L'ex-élu d'extrême droite Franck Sinisi a été reconnu coupable mercredi dernier d'avoir commis des actes inacceptables contre un lieu de culte musulman. Le tribunal correctionnel de Grenoble lui a imposé une peine de 10 mois de prison avec sursis pour avoir déposé des restes de porc devant une salle de prière de l'Association Cultuelle des Musulmans de Fontaine, en septembre dernier. Cette décision marque la deuxième condamnation de Sinisi pour des actes de provocation à la haine.
Durant son procès, Sinisi a admis avoir tagué des messages insultants sur les vitres de la salle, comme "Islam dehors" ou "Charlie Martel 732", et a effectivement déposé des côtes de porc ainsi qu'une tranche de saucisson en guise de provocation. En outre, il a hérité de cinq années d'inéligibilité, 150 heures de travail d'intérêt général, ainsi qu'une obligation de soins et une interdiction de s'approcher des lieux du délit.
Des excuses tardives
Lors de l'audience, l’accusé a déclaré : "Je voulais m’excuser envers la communauté musulmane. Je n'ai rien contre les musulmans, je suis contre l’islamisation de la France, c’est deux choses différentes." Malgré ces déclarations, son ADN a été retrouvé sur les lieux du délit, selon des analyses effectuées par la police.

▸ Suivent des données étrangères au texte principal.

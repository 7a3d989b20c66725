//! Card rank and suit value types.
//!
//! [`Rank`] and [`Suit`] are closed catalogs of immutable values. Each value
//! is identified by an id in `1..=N`; its name and label are looked up from a
//! static table when the value is built and never change afterwards.

use alloc::borrow::ToOwned;
use alloc::string::{String, ToString};
use core::fmt;

use log::{debug, trace};
use serde::Serializer;
use serde::ser::SerializeStruct;
use serde_json::{Map, Value};

use crate::error::{Error, Result};
use crate::json;
use crate::listing::Listing;
use crate::selector::Selector;

mod rank;
mod suit;

pub use rank::Rank;
pub use suit::Suit;

/// Field names, in serialization order.
const FIELDS: [&str; 3] = ["id", "name", "label"];

/// Canonical name and display label for one catalog id.
#[derive(Debug, Clone, Copy, PartialEq, Eq)]
pub(crate) struct Entry {
    pub name: &'static str,
    pub label: &'static str,
}

/// A value type backed by a static catalog.
pub(crate) trait Catalogued: Copy + 'static {
    /// Type name used in errors and debug output.
    const TYPE_NAME: &'static str;
    /// Long and short `all` options selecting instances.
    const SELECTOR: (&'static str, &'static str);
    /// Catalog entries; the entry for id `n` is at index `n - 1`.
    const CATALOG: &'static [Entry];

    /// Builds a value; `id` is always a valid catalog id for `entry`.
    fn from_catalog(id: u8, entry: &'static Entry) -> Self;

    fn id(&self) -> u8;
    fn name(&self) -> &'static str;
    fn label(&self) -> &'static str;
}

fn invalid_value<T: Catalogued>(value: impl ToString) -> Error {
    let value = value.to_string();
    debug!("Rejected {} value {value}", T::TYPE_NAME);
    Error::InvalidValue {
        type_name: T::TYPE_NAME,
        value,
    }
}

fn invalid_type<T: Catalogued>(value: &Value) -> Error {
    let found = json::kind(value);
    debug!("Rejected {} input of type {found}", T::TYPE_NAME);
    Error::InvalidType {
        type_name: T::TYPE_NAME,
        found,
    }
}

/// Looks up the catalog entry for `id`.
pub(crate) fn lookup<T: Catalogued>(id: i64) -> Result<T> {
    let found = u8::try_from(id)
        .ok()
        .filter(|&id| id >= 1)
        .and_then(|id| T::CATALOG.get(usize::from(id - 1)).map(|entry| (id, entry)));

    match found {
        Some((id, entry)) => Ok(T::from_catalog(id, entry)),
        None => Err(invalid_value::<T>(id)),
    }
}

/// Builds a value from an arbitrary JSON id.
pub(crate) fn from_value<T: Catalogued>(value: &Value) -> Result<T> {
    match value {
        Value::Number(n) => match n.as_i64() {
            Some(id) => lookup(id),
            None if n.is_u64() => Err(invalid_value::<T>(n)),
            None => Err(invalid_type::<T>(value)),
        },
        _ => Err(invalid_type::<T>(value)),
    }
}

/// Decodes a value from its dict form.
///
/// `name` and `label` are optional but must match the catalog for `id`.
pub(crate) fn from_map<T: Catalogued>(map: &Map<String, Value>) -> Result<T> {
    if let Some(field) = map.keys().find(|key| !FIELDS.contains(&key.as_str())) {
        debug!("Rejected {} field {field}", T::TYPE_NAME);
        return Err(Error::UnknownField {
            type_name: T::TYPE_NAME,
            field: field.clone(),
        });
    }

    let id = map.get("id").ok_or(Error::MissingField {
        type_name: T::TYPE_NAME,
        field: "id",
    })?;
    let value: T = from_value(id)?;

    for (field, expected) in [("name", value.name()), ("label", value.label())] {
        match map.get(field) {
            Some(given) if given.as_str() != Some(expected) => {
                debug!("Rejected {} {field} override {given}", T::TYPE_NAME);
                return Err(Error::ImmutableField {
                    type_name: T::TYPE_NAME,
                    field,
                });
            }
            _ => {}
        }
    }

    trace!("Decoded {} id {}", T::TYPE_NAME, value.id());
    Ok(value)
}

/// Decodes a value from a JSON value holding its dict form.
pub(crate) fn decode<T: Catalogued>(value: &Value) -> Result<T> {
    match value {
        Value::Object(map) => from_map(map),
        _ => Err(invalid_type::<T>(value)),
    }
}

/// Parses a value from a name or a label.
pub(crate) fn parse<T: Catalogued>(s: &str) -> Result<T> {
    iter::<T>()
        .find(|value| value.name() == s || value.label() == s)
        .ok_or_else(|| invalid_value::<T>(s))
}

/// Iterates every value in ascending id order.
pub(crate) fn iter<T: Catalogued>() -> impl Iterator<Item = T> {
    T::CATALOG
        .iter()
        .zip(1u8..)
        .map(|(entry, id)| T::from_catalog(id, entry))
}

/// Enumerates the catalog for a parsed selector.
pub(crate) fn list<T: Catalogued>(selector: Selector) -> Listing<T> {
    match selector {
        Selector::Instances => Listing::Values(iter().collect()),
        Selector::Id => Listing::Ids(iter::<T>().map(|value| value.id()).collect()),
        Selector::Name => Listing::Names(T::CATALOG.iter().map(|entry| entry.name).collect()),
        Selector::Label => Listing::Labels(T::CATALOG.iter().map(|entry| entry.label).collect()),
    }
}

/// Enumerates the catalog for an option string.
pub(crate) fn all<T: Catalogued>(option: &str) -> Result<Listing<T>> {
    Selector::parse(option, T::SELECTOR)
        .map(list::<T>)
        .ok_or_else(|| invalid_value::<T>(option))
}

/// Enumerates the catalog for an arbitrary JSON option.
pub(crate) fn all_from_value<T: Catalogued>(option: &Value) -> Result<Listing<T>> {
    match option {
        Value::String(option) => all(option),
        _ => Err(invalid_type::<T>(option)),
    }
}

pub(crate) fn to_dict<T: Catalogued>(value: &T) -> Map<String, Value> {
    let mut map = Map::with_capacity(FIELDS.len());
    map.insert(FIELDS[0].to_owned(), Value::from(value.id()));
    map.insert(FIELDS[1].to_owned(), Value::from(value.name()));
    map.insert(FIELDS[2].to_owned(), Value::from(value.label()));
    map
}

pub(crate) fn serialize<T, S>(value: &T, serializer: S) -> core::result::Result<S::Ok, S::Error>
where
    T: Catalogued,
    S: Serializer,
{
    let mut state = serializer.serialize_struct(T::TYPE_NAME, FIELDS.len())?;
    state.serialize_field(FIELDS[0], &value.id())?;
    state.serialize_field(FIELDS[1], value.name())?;
    state.serialize_field(FIELDS[2], value.label())?;
    state.end()
}

/// Writes `Type(id=1, name='ace', label='A')`.
pub(crate) fn fmt_debug<T: Catalogued>(value: &T, f: &mut fmt::Formatter<'_>) -> fmt::Result {
    write!(
        f,
        "{}(id={}, name='{}', label='{}')",
        T::TYPE_NAME,
        value.id(),
        value.name(),
        value.label()
    )
}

Un parcours judiciaire trouble
Franck Sinisi n'est pas étranger à la justice. En 2017, il avait été expulsé du Front National pour des propos jugés polémiques à l'encontre des Roms, et il a déjà été condamné pour incitation à la haine raciale. Cette récente condamnation souligne une résurgence inquiétante d'actes d'intolérance dans la région, déjà signalée par plusieurs médias locaux.
Des experts en sociologie et en sciences politiques alertent sur la montée de tels comportements. Le sociologue Jean-Pierre Dubois a commenté : "Ces actes ne sont pas isolés et illustrent une tendance alarmante dans notre société. Une éducation à la tolérance et à la diversité est plus que jamais nécessaire."
Alors que la société française continue de débattre des questions de laïcité et de coexistence, des incidents comme celui-ci viennent raviver les tensions. La commune de Fontaine et les associations locales continuent de travailler activement pour promouvoir le dialogue interreligieux et lutter contre les préjugés.